“I’ve stopped buying newspapers,” a local businessman said to me last week, surely not including The Munster Express in such a statement.

“They’ve been filled with nothing but doom and gloom the last few weeks. There was a few of us around in the 70s and 80s and while things aren’t great at the moment, they’re nowhere near like what they were in the bad old days.”

Since assuming this property brief, it’s been difficult to find particularly jovial-toned words and believe me, I’ve tried.

Alas, dear readers, particularly those in possession of mortgages, you ain’t going to find column inches worth warming one’s palms over right here. Of course, if you’re an aspirant first time buyer, the current climate is evidently working in your favour.

Last Thursday’s permanent tsb/ESRI House Price Index for May indicates that the year-on-year price of the average Irish home has declined by 9.5 per cent.
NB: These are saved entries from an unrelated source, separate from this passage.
//! Card and deck definitions.

mod backlog;
mod card;

pub use backlog::*;
pub use card::*;

use serde::{Deserialize, Serialize};

/// Stable code identifying a card across the whole catalog (e.g. `AUTH-01`).
#[derive(Debug, Clone, PartialEq, Eq, PartialOrd, Ord, Hash, Serialize, Deserialize)]
#[serde(transparent)]
pub struct CardCode(String);

impl CardCode {
    /// Create a card code from any string-like value.
    pub fn new(code: impl Into<String>) -> Self {
        Self(code.into())
    }

    pub fn as_str(&self) -> &str {
        &self.0
    }

    /// Upper-cased form used for case-insensitive lookups.
    pub fn normalized(&self) -> String {
        self.0.to_uppercase()
    }
}

impl std::fmt::Display for CardCode {
    fn fmt(&self, f: &mut std::fmt::Formatter<'_>) -> std::fmt::Result {
        write!(f, "{}", self.0)
    }
}

impl From<&str> for CardCode {
    fn from(code: &str) -> Self {
        Self::new(code)
    }
}

impl From<String> for CardCode {
    fn from(code: String) -> Self {
        Self(code)
    }
}

/// The STRIDE threat taxonomy.
#[derive(Debug, Clone, Copy, PartialEq, Eq, PartialOrd, Ord, Hash, Serialize, Deserialize)]
pub enum StrideCategory {
    Spoofing,
    Tampering,
    Repudiation,
    #[serde(rename = "Information Disclosure")]
    InformationDisclosure,
    #[serde(rename = "Denial of Service")]
    DenialOfService,
    #[serde(rename = "Elevation of Privilege")]
    ElevationOfPrivilege,
}

impl StrideCategory {
    /// All six categories in taxonomy order.
    pub const ALL: [StrideCategory; 6] = [
        StrideCategory::Spoofing,
        StrideCategory::Tampering,
        StrideCategory::Repudiation,
        StrideCategory::InformationDisclosure,
        StrideCategory::DenialOfService,
        StrideCategory::ElevationOfPrivilege,
    ];

    pub fn name(&self) -> &'static str {
        match self {
            StrideCategory::Spoofing => "Spoofing",
            StrideCategory::Tampering => "Tampering",
            StrideCategory::Repudiation => "Repudiation",
            StrideCategory::InformationDisclosure => "Information Disclosure",
            StrideCategory::DenialOfService => "Denial of Service",
            StrideCategory::ElevationOfPrivilege => "Elevation of Privilege",
        }
    }

    /// The security property this category violates.
    pub fn violated_property(&self) -> &'static str {
        match self {
            StrideCategory::Spoofing => "Authentication",
            StrideCategory::Tampering => "Integrity",
            StrideCategory::Repudiation => "Non-repudiation",
            StrideCategory::InformationDisclosure => "Confidentiality",
            StrideCategory::DenialOfService => "Availability",
            StrideCategory::ElevationOfPrivilege => "Authorization",
        }
    }
}

impl std::fmt::Display for StrideCategory {
    fn fmt(&self, f: &mut std::fmt::Formatter<'_>) -> std::fmt::Result {
        f.write_str(self.name())
    }
}

/// Ordered severity used for both impact and probability.
#[derive(Debug, Clone, Copy, PartialEq, Eq, PartialOrd, Ord, Hash, Serialize, Deserialize)]
pub enum RiskLevel {
    #[serde(alias = "Baixo")]
    Low,
    #[serde(alias = "Médio")]
    Medium,
    #[serde(alias = "Alto")]
    High,
}

impl RiskLevel {
    /// Scoring weight: Low = 1, Medium = 2, High = 3.
    pub fn weight(&self) -> u32 {
        match self {
            RiskLevel::Low => 1,
            RiskLevel::Medium => 2,
            RiskLevel::High => 3,
        }
    }
}

impl std::fmt::Display for RiskLevel {
    fn fmt(&self, f: &mut std::fmt::Formatter<'_>) -> std::fmt::Result {
        match self {
            RiskLevel::Low => write!(f, "LOW"),
            RiskLevel::Medium => write!(f, "MEDIUM"),
            RiskLevel::High => write!(f, "HIGH"),
        }
    }
}

#[cfg(test)]
mod tests {
    use super::*;

    #[test]
    fn test_risk_weights() {
        assert_eq!(RiskLevel::Low.weight(), 1);
        assert_eq!(RiskLevel::Medium.weight(), 2);
        assert_eq!(RiskLevel::High.weight(), 3);
    }

    #[test]
    fn test_risk_ordering() {
        assert!(RiskLevel::Low < RiskLevel::Medium);
        assert!(RiskLevel::Medium < RiskLevel::High);
    }

    #[test]
    fn test_legacy_risk_labels() {
        #[derive(Deserialize)]
        struct Wrapper {
            level: RiskLevel,
        }

        let parsed: Wrapper = toml::from_str(r#"level = "Alto""#).unwrap();
        assert_eq!(parsed.level, RiskLevel::High);
        let parsed: Wrapper = toml::from_str(r#"level = "Médio""#).unwrap();
        assert_eq!(parsed.level, RiskLevel::Medium);
    }

    #[test]
    fn test_category_display_names() {
        let parsed: StrideCategory = serde_json::from_str("\"Denial of Service\"").unwrap();
        assert_eq!(parsed, StrideCategory::DenialOfService);
        assert_eq!(
            StrideCategory::InformationDisclosure.to_string(),
            "Information Disclosure"
        );
        assert_eq!(StrideCategory::ALL.len(), 6);
    }

    #[test]
    fn test_card_code_normalized() {
        let code = CardCode::new("auth-01");
        assert_eq!(code.normalized(), "AUTH-01");
        assert_eq!(code.as_str(), "auth-01");
    }
}
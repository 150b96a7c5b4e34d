//! Fallback text used when the backend fails.

use threat_deck::{compute_score, BacklogItem, Card, FallbackStrategy};

pub const STATIC_SUMMARY_FALLBACK: &str =
    "The smart summary could not be generated right now, but your backlog is saved!";

pub const STATIC_INTEL_FALLBACK: &str =
    "The stars are not aligned for this revelation right now.";

/// Renders fallback text for a configured strategy.
pub trait FallbackText {
    fn summary_fallback(&self, ledger: &[BacklogItem]) -> String;
    fn intel_fallback(&self, card: &Card) -> String;
}

impl FallbackText for FallbackStrategy {
    fn summary_fallback(&self, ledger: &[BacklogItem]) -> String {
        match self {
            FallbackStrategy::Static => STATIC_SUMMARY_FALLBACK.to_string(),
            FallbackStrategy::Digest => digest_summary(ledger),
        }
    }

    fn intel_fallback(&self, card: &Card) -> String {
        match self {
            FallbackStrategy::Static => STATIC_INTEL_FALLBACK.to_string(),
            FallbackStrategy::Digest => digest_intel(card),
        }
    }
}

fn digest_summary(ledger: &[BacklogItem]) -> String {
    let top = ledger
        .iter()
        .rev()
        .max_by_key(|item| item.card().severity());

    let Some(top) = top else {
        return STATIC_SUMMARY_FALLBACK.to_string();
    };

    let noun = if ledger.len() == 1 { "risk" } else { "risks" };
    format!(
        "{} accepted {}, total severity {}. Highest priority: {} ({}). Your backlog is saved.",
        ledger.len(),
        noun,
        compute_score(ledger),
        top.card().title(),
        top.card().category()
    )
}

fn digest_intel(card: &Card) -> String {
    let mut text = format!("{} ({}): {}", card.title(), card.category(), card.description());
    if let Some(hint) = card.hint() {
        text.push_str(&format!(" Hint: {}", hint));
    }
    if let Some(mitigation) = card.mitigation() {
        text.push_str(&format!(" Defense: {}", mitigation));
    }
    text
}

#[cfg(test)]
mod tests {
    use super::*;
    use threat_deck::{RiskLevel, StrideCategory};

    fn card(code: &str, impact: RiskLevel) -> Card {
        Card::new(code, format!("Threat {}", code), StrideCategory::DenialOfService, impact, impact, "Flood.")
    }

    #[test]
    fn test_static_fallbacks() {
        let strategy = FallbackStrategy::Static;
        assert_eq!(strategy.summary_fallback(&[]), STATIC_SUMMARY_FALLBACK);
        assert_eq!(strategy.intel_fallback(&card("X", RiskLevel::Low)), STATIC_INTEL_FALLBACK);
    }

    #[test]
    fn test_digest_summary_is_session_derived() {
        let ledger = vec![
            BacklogItem::accept(card("A", RiskLevel::Low)),
            BacklogItem::accept(card("B", RiskLevel::High)),
        ];
        let text = FallbackStrategy::Digest.summary_fallback(&ledger);
        assert_eq!(
            text,
            "2 accepted risks, total severity 10. Highest priority: Threat B (Denial of Service). Your backlog is saved."
        );
    }

    #[test]
    fn test_digest_intel() {
        let card = card("A", RiskLevel::Low)
            .with_hint("Watch the gates.")
            .with_mitigation("Rate limit.");
        assert_eq!(
            FallbackStrategy::Digest.intel_fallback(&card),
            "Threat A (Denial of Service): Flood. Hint: Watch the gates. Defense: Rate limit."
        );
    }
}
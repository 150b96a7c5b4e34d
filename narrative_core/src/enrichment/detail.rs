//! Security detail records - supplementary explanations for cards.

use serde::{Deserialize, Serialize};

/// Explanatory record keyed by card or category code.
///
/// Only the shape is enforced at load time; any field may be absent.
#[derive(Debug, Clone, PartialEq, Eq, Serialize, Deserialize, Default)]
pub struct SecurityDetail {
    #[serde(default)]
    pub name: Option<String>,

    #[serde(default)]
    pub technical_description: Option<String>,

    #[serde(default)]
    pub when_it_occurs: Vec<String>,

    #[serde(default)]
    pub how_to_identify: Vec<String>,

    #[serde(default)]
    pub how_to_prevent: Vec<String>,

    /// What is at stake if the threat is exploited.
    #[serde(default, alias = "qual_o_risco")]
    pub risk: Vec<String>,
}

impl SecurityDetail {
    /// Display name, falling back to the lookup key.
    pub fn display_name<'a>(&'a self, key: &'a str) -> &'a str {
        self.name
            .as_deref()
            .filter(|n| !n.trim().is_empty())
            .unwrap_or(key)
    }

    /// Fill every missing field with generated placeholder text.
    ///
    /// Returns `true` if anything was added.
    pub fn complete(&mut self, key: &str) -> bool {
        let name = self.display_name(key).to_string();
        let mut changed = false;

        if self.name.as_deref().map_or(true, |n| n.trim().is_empty()) {
            self.name = Some(name.clone());
            changed = true;
        }
        if self
            .technical_description
            .as_deref()
            .map_or(true, |d| d.trim().is_empty())
        {
            self.technical_description = Some(format!(
                "Automatically generated technical description for {}. Review and expand as needed.",
                name
            ));
            changed = true;
        }

        changed |= fill(&mut self.when_it_occurs, || {
            vec![
                format!("Typical occurrence related to {}.", name),
                format!("Common scenario where {} can happen.", name),
            ]
        });
        changed |= fill(&mut self.how_to_identify, || {
            vec![
                format!("Check logs and access patterns related to {}.", name),
                format!("Monitor anomalies and spikes that indicate {}.", name),
            ]
        });
        changed |= fill(&mut self.how_to_prevent, || {
            vec![
                format!("Implement specific controls to mitigate {}.", name),
                "Apply validation and security policies.".to_string(),
            ]
        });
        changed |= fill(&mut self.risk, || {
            vec![
                format!("Potential risk associated with {}.", name),
                "Operational and data impact if exploited.".to_string(),
            ]
        });

        changed
    }

    /// Whether every field carries content.
    pub fn is_complete(&self) -> bool {
        self.name.as_deref().is_some_and(|n| !n.trim().is_empty())
            && self
                .technical_description
                .as_deref()
                .is_some_and(|d| !d.trim().is_empty())
            && !self.when_it_occurs.is_empty()
            && !self.how_to_identify.is_empty()
            && !self.how_to_prevent.is_empty()
            && !self.risk.is_empty()
    }
}

fn fill(field: &mut Vec<String>, make: impl FnOnce() -> Vec<String>) -> bool {
    if field.is_empty() {
        *field = make();
        true
    } else {
        false
    }
}

#[cfg(test)]
mod tests {
    use super::*;

    #[test]
    fn test_complete_fills_gaps() {
        let mut detail = SecurityDetail {
            how_to_prevent: vec!["Use MFA.".to_string()],
            ..Default::default()
        };

        assert!(!detail.is_complete());
        assert!(detail.complete("AUTH-01"));
        assert!(detail.is_complete());

        assert_eq!(detail.name.as_deref(), Some("AUTH-01"));
        assert_eq!(detail.how_to_prevent, vec!["Use MFA.".to_string()]);
        assert!(detail.when_it_occurs[0].contains("AUTH-01"));
    }

    #[test]
    fn test_complete_is_idempotent() {
        let mut detail = SecurityDetail::default();
        detail.complete("SSRF");
        let snapshot = detail.clone();

        assert!(!detail.complete("SSRF"));
        assert_eq!(detail, snapshot);
    }

    #[test]
    fn test_display_name() {
        let named = SecurityDetail {
            name: Some("Injection".to_string()),
            ..Default::default()
        };
        assert_eq!(named.display_name("API-03"), "Injection");
        assert_eq!(SecurityDetail::default().display_name("API-03"), "API-03");
    }

    #[test]
    fn test_legacy_risk_key() {
        let detail: SecurityDetail = serde_json::from_value(serde_json::json!({
            "name": "SSRF",
            "qual_o_risco": ["Internal services exposed."]
        }))
        .unwrap();
        assert_eq!(detail.risk, vec!["Internal services exposed.".to_string()]);
    }
}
If one combines this figure with the recent market assessment offered by Bloxham economist Alan McQuaid, house prices between June 2007 and December 2008 could fall by as much as 21 per cent. Now that’s a slump by any estimation.

Since the turn of the year alone, prices have fallen by 4.4 per cent. During May, the average price paid for a home was €275,176, which compares to the December 2007 average of €287,887 – a substantial drop of €13,000.

“The combination of higher customer mortgage rates and weaker confidence in the economy is increasing uncertainty about the immediate future of the property market,” offered Permanent TSB’s Niall O’Grady in reaction.

“This has resulted in lower demand thereby reducing transaction numbers and property prices.”

While all this is bad news for mortgage holders, who are anxiously casting an eye in the European Central Bank’s direction, first-time buyers are gaining greater property pickings.

While prices for ‘FTBs’ dropped by 1.2 per cent in May, the average price this particular group paid for a home during the fifth month of the year stood at €246,925, down from €260,786 before Christmas ‘07.

The average price paid for a new house in May came to €276,215, while the average second-hand home shifted for €274,716.

The study offered an interesting comparison on the price of three-bed semi-detached homes, with properties of these dimensions down 1.3 per cent in May, in comparison to the 0.1 per cent increase experienced in April.

In May ’08, the price of a three-bed semi stood at €292,496, down from the December ’07 price of €299,412.

So it’s good news for FTBs (if they can squeeze the cash out of a finance house right now) and bad news for the rest of us.